[Stored items]
// ============================================================================
// Cart Domain
// ============================================================================
//
// In-memory cart lines keyed by variant. Single-supplier carts are not
// enforced here; checkout rejects mixed carts before anything is sent.
//
// ============================================================================

pub mod aggregate;
pub mod commands;
pub mod errors;
pub mod events;
pub mod value_objects;

pub use aggregate::*;
pub use commands::*;
pub use errors::*;
pub use events::*;
pub use value_objects::*;
// ============================================================================
// Payment Domain
// ============================================================================
//
// Payment-method choice and intent payloads. Intents are created against an
// order id returned by the backend; idempotency is the backend's job.
//
// ============================================================================

pub mod errors;
pub mod value_objects;

pub use errors::*;
pub use value_objects::*;
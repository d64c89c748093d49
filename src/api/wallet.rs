use async_trait::async_trait;

use super::client::ApiClient;
use super::error::ApiError;
use super::pagination::{PageRequest, Paginated};
use crate::domain::wallet::{DepositRequest, Transaction, TransferRequest, Wallet, WithdrawRequest};

// ============================================================================
// Wallet Endpoints
// ============================================================================
//
// GET  /wallet
// GET  /wallet/transactions
// POST /wallet/deposit | /wallet/withdraw | /wallet/transfer
//
// Movements come back as the transaction the backend recorded.
//
// ============================================================================

#[cfg_attr(test, mockall::automock)]
#[async_trait]
pub trait WalletApi: Send + Sync {
    async fn get_wallet(&self) -> Result<Wallet, ApiError>;

    async fn list_transactions(&self, page: PageRequest) -> Result<Paginated<Transaction>, ApiError>;

    async fn deposit(&self, request: &DepositRequest) -> Result<Transaction, ApiError>;

    async fn withdraw(&self, request: &WithdrawRequest) -> Result<Transaction, ApiError>;

    async fn transfer(&self, request: &TransferRequest) -> Result<Transaction, ApiError>;
}

#[async_trait]
impl WalletApi for ApiClient {
    async fn get_wallet(&self) -> Result<Wallet, ApiError> {
        let url = self.endpoint(&["wallet"])?;
        self.send("wallet.get", self.get(url)).await
    }

    async fn list_transactions(&self, page: PageRequest) -> Result<Paginated<Transaction>, ApiError> {
        let url = self.endpoint(&["wallet", "transactions"])?;
        self.send("wallet.transactions", self.get(url).query(&page)).await
    }

    async fn deposit(&self, request: &DepositRequest) -> Result<Transaction, ApiError> {
        let url = self.endpoint(&["wallet", "deposit"])?;
        let transaction: Transaction = self.send("wallet.deposit", self.post(url, request)).await?;
        tracing::info!(transaction_id = %transaction.id, amount = %request.amount, "💰 Deposit requested");
        Ok(transaction)
    }

    async fn withdraw(&self, request: &WithdrawRequest) -> Result<Transaction, ApiError> {
        let url = self.endpoint(&["wallet", "withdraw"])?;
        let transaction: Transaction = self.send("wallet.withdraw", self.post(url, request)).await?;
        tracing::info!(transaction_id = %transaction.id, amount = %request.amount, "Withdrawal requested");
        Ok(transaction)
    }

    async fn transfer(&self, request: &TransferRequest) -> Result<Transaction, ApiError> {
        let url = self.endpoint(&["wallet", "transfer"])?;
        let transaction: Transaction = self.send("wallet.transfer", self.post(url, request)).await?;
        tracing::info!(
            transaction_id = %transaction.id,
            amount = %request.amount,
            recipient = %request.recipient_phone,
            "Transfer requested"
        );
        Ok(transaction)
    }
}
// ============================================================================
// State Core - Generic Abstractions
// ============================================================================
//
// No domain-specific code (no Cart, Order, Wallet) lives here.
//
// ============================================================================

pub mod aggregate;
pub mod event;

pub use aggregate::Aggregate;
pub use event::{DomainEvent, EventEnvelope};
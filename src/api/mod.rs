// ============================================================================
// Backend API - REST client and endpoint groups
// ============================================================================
//
// Each endpoint group is a trait so flows can be exercised against mocks;
// `ApiClient` implements all of them over HTTP.
//
// ============================================================================

pub mod analytics;
pub mod catalog;
pub mod client;
pub mod error;
pub mod orders;
pub mod pagination;
pub mod payments;
pub mod wallet;

pub use analytics::AnalyticsApi;
pub use catalog::CatalogApi;
pub use client::{ApiClient, ApiConfig, ReadRetryPolicy, TRANSACTION_CLOSED_MESSAGE};
pub use error::{ApiError, GENERIC_ERROR_MESSAGE};
pub use orders::{OrderScope, OrdersApi};
pub use pagination::{PageMeta, PageRequest, PagedList, Paginated};
pub use payments::{PaymentsApi, IDEMPOTENCY_KEY_HEADER};
pub use wallet::WalletApi;
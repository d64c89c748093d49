use rust_decimal::Decimal;
use serde::{Deserialize, Serialize};

use crate::domain::ids::{BusinessId, ProductId, VariantId};

// ============================================================================
// Cart Value Objects
// ============================================================================

/// One cart line; at most one line exists per variant
#[derive(Serialize, Deserialize, Clone, Debug, PartialEq)]
#[serde(rename_all = "camelCase")]
pub struct CartItem {
    pub product_id: ProductId,
    pub product_name: String,
    pub variant_id: VariantId,
    pub variant_name: String,
    /// Business the product was listed under in the catalog
    pub business_id: BusinessId,
    pub supplier_business_id: BusinessId,
    pub supplier_name: String,
    pub quantity: u32,
    pub price: Decimal,
    #[serde(default, skip_serializing_if = "Option::is_none")]
    pub image_url: Option<String>,
}

impl CartItem {
    /// Price times quantity; the aggregate never stores a line where this overflows
    pub fn line_total(&self) -> Decimal {
        self.checked_line_total().unwrap_or(Decimal::MAX)
    }

    pub fn checked_line_total(&self) -> Option<Decimal> {
        checked_line_total(self.price, self.quantity)
    }

    pub fn ordered(&self) -> OrderedLine {
        OrderedLine {
            variant_id: self.variant_id.clone(),
            quantity: self.quantity,
        }
    }
}

pub(crate) fn checked_line_total(price: Decimal, quantity: u32) -> Option<Decimal> {
    price.checked_mul(Decimal::from(quantity))
}

/// Distinct supplier businesses, in order of first appearance
pub fn distinct_suppliers(items: &[CartItem]) -> Vec<BusinessId> {
    let mut suppliers: Vec<BusinessId> = Vec::new();
    for item in items {
        if !suppliers.contains(&item.supplier_business_id) {
            suppliers.push(item.supplier_business_id.clone());
        }
    }
    suppliers
}

/// A variant and the quantity of it that went into a placed order
#[derive(Serialize, Deserialize, Clone, Debug, PartialEq, Eq)]
#[serde(rename_all = "camelCase")]
pub struct OrderedLine {
    pub variant_id: VariantId,
    pub quantity: u32,
}

/// Product details captured when one of its variants is added
#[derive(Serialize, Deserialize, Clone, Debug, PartialEq)]
#[serde(rename_all = "camelCase")]
pub struct CartProduct {
    pub product_id: ProductId,
    pub name: String,
    pub business_id: BusinessId,
    pub supplier_business_id: BusinessId,
    pub supplier_name: String,
    #[serde(default, skip_serializing_if = "Option::is_none")]
    pub image_url: Option<String>,
}

#[derive(Serialize, Deserialize, Clone, Debug, PartialEq)]
#[serde(rename_all = "camelCase")]
pub struct CartVariant {
    pub id: VariantId,
    pub name: String,
    pub price: Decimal,
}

#[cfg(test)]
mod tests {
    use super::*;
    use std::str::FromStr;

    #[test]
    fn test_line_total() {
        let item = CartItem {
            product_id: ProductId::new("p1"),
            product_name: "Rice".to_string(),
            variant_id: VariantId::new("v1"),
            variant_name: "25kg".to_string(),
            business_id: BusinessId::new("s1"),
            supplier_business_id: BusinessId::new("s1"),
            supplier_name: "Grain Co".to_string(),
            quantity: 3,
            price: Decimal::from_str("12.50").unwrap(),
            image_url: None,
        };

        assert_eq!(item.line_total(), Decimal::from_str("37.50").unwrap());
        assert_eq!(item.ordered(), OrderedLine { variant_id: VariantId::new("v1"), quantity: 3 });
    }

    #[test]
    fn test_checked_line_total_reports_overflow() {
        let price = Decimal::from_str("100000000000000000000").unwrap();

        assert_eq!(checked_line_total(price, 1), Some(price));
        assert_eq!(checked_line_total(price, u32::MAX), None);
    }
}
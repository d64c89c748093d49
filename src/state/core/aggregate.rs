// ============================================================================
// Aggregate Pattern - State Container Core
// ============================================================================
//
// Key Principles:
// 1. Commands are validated against current state before anything changes
// 2. Validation emits events; events are facts and cannot fail to apply
// 3. All state changes flow through `apply_event`
//
// Generic over the aggregate; no domain types live here.
//
// ============================================================================

/// Reducer-style aggregate: `handle_command` decides, `apply_event` mutates
pub trait Aggregate: Sized + Send + Sync {
    type Event;
    type Command;
    type Error;

    /// Apply an event to update state
    fn apply_event(&mut self, event: &Self::Event);

    /// Validate a command and emit the events it produces
    fn handle_command(&self, command: &Self::Command) -> Result<Vec<Self::Event>, Self::Error>;

    /// Handle a command and apply its events in one step
    fn execute(&mut self, command: &Self::Command) -> Result<Vec<Self::Event>, Self::Error> {
        let events = self.handle_command(command)?;
        for event in &events {
            self.apply_event(event);
        }
        Ok(events)
    }
}
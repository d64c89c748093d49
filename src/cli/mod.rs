use clap::{Parser, Subcommand, ValueEnum};
use rust_decimal::Decimal;
use std::str::FromStr;

use crate::api::{ApiError, GENERIC_ERROR_MESSAGE};
use crate::config::{ClientConfig, ConfigError};
use crate::domain::analytics::{AnalyticsKind, TimeUnit};
use crate::domain::cart::CartError;
use crate::domain::ids::{BusinessId, OrderId, ProductId, VariantId};
use crate::domain::order::{CheckoutError, OrderStatus};
use crate::domain::payment::PaymentError;
use crate::domain::wallet::WalletError;

pub mod commands;
pub mod render;

pub use commands::run;

// ============================================================================
// Command Line Interface
// ============================================================================

#[derive(Debug, Parser)]
#[command(name = "marketplace", version, about = "Marketplace client: catalog, checkout, orders and wallet")]
pub struct Cli {
    #[command(flatten)]
    pub config: ClientConfig,

    #[command(subcommand)]
    pub command: Command,
}

#[derive(Debug, Subcommand)]
pub enum Command {
    /// List a business's products
    Products {
        #[arg(long)]
        business: BusinessId,
        #[arg(long)]
        search: Option<String>,
        #[command(flatten)]
        page: PageArgs,
    },
    /// Show one product with its variants
    Product { id: ProductId },
    /// List businesses
    Businesses {
        #[command(flatten)]
        page: PageArgs,
    },
    /// Build a cart from the given lines and place the order
    Checkout(CheckoutArgs),
    /// Order history and status changes
    Orders {
        #[command(subcommand)]
        command: OrdersCommand,
    },
    /// Wallet balance and movements
    Wallet {
        #[command(subcommand)]
        command: WalletCommand,
    },
    /// Chart data for a business
    Analytics {
        #[arg(value_enum)]
        kind: AnalyticsKind,
        #[arg(long)]
        business: BusinessId,
        #[arg(long, value_enum, default_value_t = TimeUnit::Week)]
        unit: TimeUnit,
    },
}

#[derive(Debug, Clone, clap::Args)]
pub struct PageArgs {
    #[arg(long, default_value_t = 1)]
    pub page: u32,
    #[arg(long, default_value_t = 20)]
    pub limit: u32,
    /// Keep loading until the last page
    #[arg(long)]
    pub all: bool,
}

#[derive(Debug, Clone, clap::Args)]
pub struct CheckoutArgs {
    /// Business the order is placed for
    #[arg(long)]
    pub business: BusinessId,
    /// Supplier for lines that do not name their own
    #[arg(long)]
    pub supplier: BusinessId,
    /// Cart line as VARIANT:QTY:PRICE, optionally suffixed with @SUPPLIER
    #[arg(long = "line", required = true)]
    pub lines: Vec<LineSpec>,
    #[arg(long)]
    pub notes: Option<String>,
    #[arg(long, value_enum, default_value_t = PaymentChoice::Cash)]
    pub payment: PaymentChoice,
    /// Mobile money phone number
    #[arg(long)]
    pub phone: Option<String>,
    /// Mobile money provider (MTN, ORANGE, MOOV, WAVE)
    #[arg(long)]
    pub provider: Option<String>,
}

#[derive(Debug, Clone, Copy, PartialEq, Eq, ValueEnum)]
pub enum PaymentChoice {
    Cash,
    Stripe,
    MobileMoney,
}

#[derive(Debug, Subcommand)]
pub enum OrdersCommand {
    /// Your orders, or a business's with --business
    List {
        #[arg(long)]
        business: Option<BusinessId>,
        #[arg(long)]
        status: Option<OrderStatus>,
        #[command(flatten)]
        page: PageArgs,
    },
    Show { id: OrderId },
    Cancel {
        id: OrderId,
        #[arg(long)]
        reason: Option<String>,
    },
    SetStatus {
        id: OrderId,
        status: OrderStatus,
        #[arg(long)]
        reason: Option<String>,
    },
    /// Re-fetch an order until it reaches a final status
    Watch {
        id: OrderId,
        #[arg(long, default_value_t = 5)]
        interval_secs: u64,
        #[arg(long, default_value_t = 60)]
        max_polls: u32,
    },
}

#[derive(Debug, Subcommand)]
pub enum WalletCommand {
    /// Balance and latest transactions
    Show,
    History {
        #[command(flatten)]
        page: PageArgs,
    },
    Deposit {
        amount: Decimal,
        #[arg(long)]
        phone: Option<String>,
        #[arg(long)]
        provider: Option<String>,
    },
    Withdraw {
        amount: Decimal,
        #[arg(long)]
        phone: Option<String>,
        #[arg(long)]
        provider: Option<String>,
    },
    Transfer {
        /// Recipient phone number
        #[arg(long)]
        to: String,
        amount: Decimal,
        #[arg(long)]
        description: Option<String>,
    },
}

/// One `--line` argument
#[derive(Debug, Clone, PartialEq)]
pub struct LineSpec {
    pub variant_id: VariantId,
    pub quantity: u32,
    pub price: Decimal,
    pub supplier: Option<BusinessId>,
}

impl FromStr for LineSpec {
    type Err = String;

    fn from_str(value: &str) -> Result<Self, Self::Err> {
        let (line, supplier) = match value.split_once('@') {
            Some((line, supplier)) if !supplier.trim().is_empty() => {
                (line, Some(BusinessId::new(supplier.trim())))
            }
            Some(_) => return Err(format!("missing supplier after '@' in {value:?}")),
            None => (value, None),
        };

        let mut parts = line.split(':');
        let (Some(variant), Some(quantity), Some(price), None) =
            (parts.next(), parts.next(), parts.next(), parts.next())
        else {
            return Err(format!("expected VARIANT:QTY:PRICE, got {value:?}"));
        };

        let variant = variant.trim();
        if variant.is_empty() {
            return Err(format!("missing variant id in {value:?}"));
        }
        let quantity = quantity
            .trim()
            .parse::<u32>()
            .map_err(|error| format!("bad quantity in {value:?}: {error}"))?;
        let price = Decimal::from_str(price.trim()).map_err(|error| format!("bad price in {value:?}: {error}"))?;

        Ok(Self {
            variant_id: VariantId::new(variant),
            quantity,
            price,
            supplier,
        })
    }
}

/// Message shown to the person at the terminal
///
/// Domain errors already read as sentences; anything unexpected falls back
/// to the generic message while the details go to the log.
pub fn user_message(error: &anyhow::Error) -> String {
    if let Some(error) = error.downcast_ref::<ApiError>() {
        return error.user_message();
    }
    if let Some(error) = error.downcast_ref::<CheckoutError>() {
        return error.to_string();
    }
    if let Some(error) = error.downcast_ref::<CartError>() {
        return error.to_string();
    }
    if let Some(error) = error.downcast_ref::<PaymentError>() {
        return error.to_string();
    }
    if let Some(error) = error.downcast_ref::<WalletError>() {
        return error.to_string();
    }
    if let Some(error) = error.downcast_ref::<ConfigError>() {
        return error.to_string();
    }
    GENERIC_ERROR_MESSAGE.to_string()
}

EXERCISE DETAILS:
Show all lines from the data that contain "placed".

RESULT BELOW:
/// A variant and the quantity of it that went into a placed order
    /// Business the order is placed for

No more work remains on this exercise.